* **Task objective**:
Check every line below, and copy those that include "chrono".

* **Information shown**:
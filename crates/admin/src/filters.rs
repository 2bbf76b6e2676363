//! Custom Askama template filters.

#![allow(clippy::unnecessary_wraps)]

use std::fmt::Display;

use rust_decimal::Decimal;

/// Format an amount as dollars with two decimals.
///
/// Usage in templates: `{{ product.cog|money }}`
#[askama::filter_fn]
pub fn money(value: impl Display, _env: &dyn askama::Values) -> askama::Result<String> {
    let text = value.to_string();
    Ok(text
        .parse::<Decimal>()
        .map_or(text, format_money))
}

/// Returns the current year.
///
/// Usage in templates: `{{ ""|current_year }}`
#[askama::filter_fn]
pub fn current_year(_value: impl Display, _env: &dyn askama::Values) -> askama::Result<i32> {
    use chrono::Datelike;
    Ok(chrono::Utc::now().year())
}

/// `$1,234.50`, with a leading minus for negative amounts.
#[must_use]
pub fn format_money(value: Decimal) -> String {
    let rounded = value.round_dp(2).abs();
    let text = format!("{rounded:.2}");
    let (whole, cents) = text.split_once('.').unwrap_or((text.as_str(), "00"));

    let mut grouped = String::with_capacity(whole.len() + whole.len() / 3);
    for (i, c) in whole.chars().enumerate() {
        if i > 0 && (whole.len() - i) % 3 == 0 {
            grouped.push(',');
        }
        grouped.push(c);
    }

    let sign = if value.is_sign_negative() && !rounded.is_zero() {
        "-"
    } else {
        ""
    };
    format!("{sign}${grouped}.{cents}")
}

#[cfg(test)]
mod tests {
    use super::*;

    #[test]
    fn test_format_money() {
        assert_eq!(format_money(Decimal::new(0, 0)), "$0.00");
        assert_eq!(format_money(Decimal::new(1999, 2)), "$19.99");
        assert_eq!(format_money(Decimal::new(123_456_789, 2)), "$1,234,567.89");
        assert_eq!(format_money(Decimal::new(-25, 1)), "-$2.50");
        assert_eq!(format_money(Decimal::new(10_005, 3)), "$10.00");
    }
}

* **Exercise response**:
    use chrono::Datelike;
    Ok(chrono::Utc::now().year())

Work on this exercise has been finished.